RICHARD Shepherd (Letters, Dec 16) surely cannot think that, in future, UK nuclear power will only be subsidised via guaranteed electricity prices (“strike prices”) for new power stations like Hinkley C. British taxpayers already massively subsidise the processing of power station radioactive waste: DECC’s figure for existing power stations is £2.5 billion a year, every year, for a long while to come; DECC’s estimate for decommissioning Sellafield – which processes that waste – rose from £47 billion in 2009 to £67 billion in 2012 (quoted on The Guardian website). Possibly the total decommissioning cost of Sellafield, plus defunct power station reactors, will be £100 billion (UK NDA).

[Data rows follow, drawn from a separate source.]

//! Bounded, thread-based batch evaluation.
//!
//! Scoring a dataset means many independent evaluations of one system. The
//! [`BatchEvaluator`] fans them out to a fixed worker pool over a bounded
//! crossbeam channel. Each worker owns a private [`Simulation`], so no two
//! evaluations ever share scratch state.

use std::sync::Arc;
use std::thread::{self, JoinHandle};

use crossbeam_channel::{bounded, unbounded, Receiver, Sender};

use crate::config::EngineConfig;
use crate::error::{EvaluationError, FuzzyError, FuzzyResult};
use crate::simulation::Simulation;
use crate::system::{ControlSystem, InputValues};

type Reply = (usize, Result<f64, EvaluationError>);

struct Job {
    index: usize,
    values: InputValues,
    reply: Sender<Reply>,
}

/// Worker pool evaluating many input sets against one control system.
pub struct BatchEvaluator {
    tx: Option<Sender<Job>>,
    workers: Vec<JoinHandle<()>>,
}

impl BatchEvaluator {
    /// Starts `workers` threads sharing a queue of `queue_capacity` jobs.
    ///
    /// Both values are raised to at least one.
    ///
    /// # Errors
    ///
    /// Returns an internal error if a worker thread cannot be spawned.
    pub fn start(
        system: Arc<ControlSystem>,
        workers: usize,
        queue_capacity: usize,
    ) -> FuzzyResult<Self> {
        let workers = workers.max(1);
        let (tx, rx) = bounded::<Job>(queue_capacity.max(1));

        let mut handles = Vec::with_capacity(workers);
        for idx in 0..workers {
            let rx: Receiver<Job> = rx.clone();
            let system = Arc::clone(&system);
            let handle = thread::Builder::new()
                .name(format!("fuzzy-batch-{idx}"))
                .spawn(move || {
                    let mut sim = Simulation::new(system);
                    while let Ok(Job { index, values, reply }) = rx.recv() {
                        sim.reset();
                        let result = values
                            .iter()
                            .try_for_each(|(name, value)| sim.set_input(name, *value))
                            .and_then(|()| sim.compute());
                        let _ = reply.send((index, result));
                    }
                })
                .map_err(|e| FuzzyError::internal(format!("failed to spawn batch worker: {e}")))?;
            handles.push(handle);
        }

        tracing::debug!(workers, "batch evaluator started");
        Ok(Self {
            tx: Some(tx),
            workers: handles,
        })
    }

    /// Starts a pool sized by `config`.
    ///
    /// # Errors
    ///
    /// Returns an internal error if a worker thread cannot be spawned.
    pub fn from_config(system: Arc<ControlSystem>, config: &EngineConfig) -> FuzzyResult<Self> {
        Self::start(system, config.workers, config.queue_capacity)
    }

    /// Number of worker threads.
    #[must_use]
    pub fn workers(&self) -> usize {
        self.workers.len()
    }

    /// Evaluates every input set and returns the results in submission order.
    ///
    /// A failing evaluation does not abort the batch; its slot holds the error.
    ///
    /// # Errors
    ///
    /// Returns an internal error if the worker pool has shut down.
    pub fn evaluate_all(
        &self,
        batch: impl IntoIterator<Item = InputValues>,
    ) -> FuzzyResult<Vec<Result<f64, EvaluationError>>> {
        let tx = self
            .tx
            .as_ref()
            .ok_or_else(|| FuzzyError::internal("batch evaluator is shut down"))?;
        let (reply_tx, reply_rx) = unbounded::<Reply>();

        let mut submitted = 0usize;
        for (index, values) in batch.into_iter().enumerate() {
            tx.send(Job {
                index,
                values,
                reply: reply_tx.clone(),
            })
            .map_err(|_| FuzzyError::internal("batch workers disconnected"))?;
            submitted += 1;
        }
        drop(reply_tx);

        let mut results: Vec<Option<Result<f64, EvaluationError>>> = vec![None; submitted];
        for _ in 0..submitted {
            let (index, result) = reply_rx
                .recv()
                .map_err(|_| FuzzyError::internal("batch worker exited before replying"))?;
            results[index] = Some(result);
        }

        tracing::debug!(evaluations = submitted, "batch finished");
        results
            .into_iter()
            .map(|r| r.ok_or_else(|| FuzzyError::internal("missing batch result")))
            .collect()
    }
}

impl Drop for BatchEvaluator {
    fn drop(&mut self) {
        // Closing the channel lets workers drain and exit.
        drop(self.tx.take());
        for handle in self.workers.drain(..) {
            let _ = handle.join();
        }
    }
}

#[cfg(test)]
mod tests {
    use super::*;
    use crate::defuzz::Defuzzification;
    use crate::satisfaction::{customer_satisfaction_system, FOOD_QUALITY, SERVICE_SPEED};

    fn system() -> Arc<ControlSystem> {
        Arc::new(customer_satisfaction_system(1.0, Defuzzification::Centroid).unwrap())
    }

    fn values(speed: f64, quality: f64) -> InputValues {
        [(SERVICE_SPEED.to_string(), speed), (FOOD_QUALITY.to_string(), quality)]
            .into_iter()
            .collect()
    }

    #[test]
    fn results_keep_submission_order() {
        let sys = system();
        let pool = BatchEvaluator::start(Arc::clone(&sys), 3, 4).unwrap();
        let inputs: Vec<InputValues> = (0..=10)
            .map(|i| values(f64::from(i), f64::from(10 - i)))
            .collect();
        let results = pool.evaluate_all(inputs.clone()).unwrap();
        assert_eq!(results.len(), inputs.len());
        for (vals, result) in inputs.iter().zip(results) {
            assert_eq!(result, sys.evaluate(vals).map(|e| e.output()));
        }
    }

    #[test]
    fn failures_stay_in_their_slot() {
        let pool = BatchEvaluator::start(system(), 2, 1).unwrap();
        let mut missing = InputValues::new();
        missing.insert(SERVICE_SPEED.to_string(), 5.0);
        let results = pool
            .evaluate_all(vec![values(5.0, 5.0), missing, values(-5.0, 20.0)])
            .unwrap();
        assert!(results[0].is_ok());
        assert!(matches!(results[1], Err(EvaluationError::MissingInput { .. })));
        assert!(matches!(results[2], Err(EvaluationError::NoRuleFired { .. })));
    }

    #[test]
    fn empty_batch() {
        let pool = BatchEvaluator::start(system(), 0, 0).unwrap();
        assert_eq!(pool.workers(), 1);
        assert!(pool.evaluate_all(Vec::new()).unwrap().is_empty());
    }
}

Then there’s the cost of a long-term underground storage facility. Prof Stuart Haszeldine, University of Edinburgh, who has thoroughly researched waste disposal, estimates a cost of £30 billion: he compares this project with building the Channel Tunnel.

Crucially, nuclear power station operators won’t carry full liability insurance against a Fukushima-type incident – we will. And while estimates for the final Fukushima clean-up were $58 billion in August 2013, the Japanese government has just proposed a cap of $77 billion (Bloomberg, Dec 17). That’s just the money bill – no price put on human misery. Furthermore it wasn’t some ecoradical but Naomi Hirose, President of TEPCO (Fukushima’s operators), warning that Britain’s nuclear managers “should be prepared for the worst” and learn lessons from his power station’s meltdown.

The great thing about wind power, is that while you can indeed see wind turbines, What You See Is What You Get; with nuclear, you never know – either economically, or as regards risks to both Man and Nature.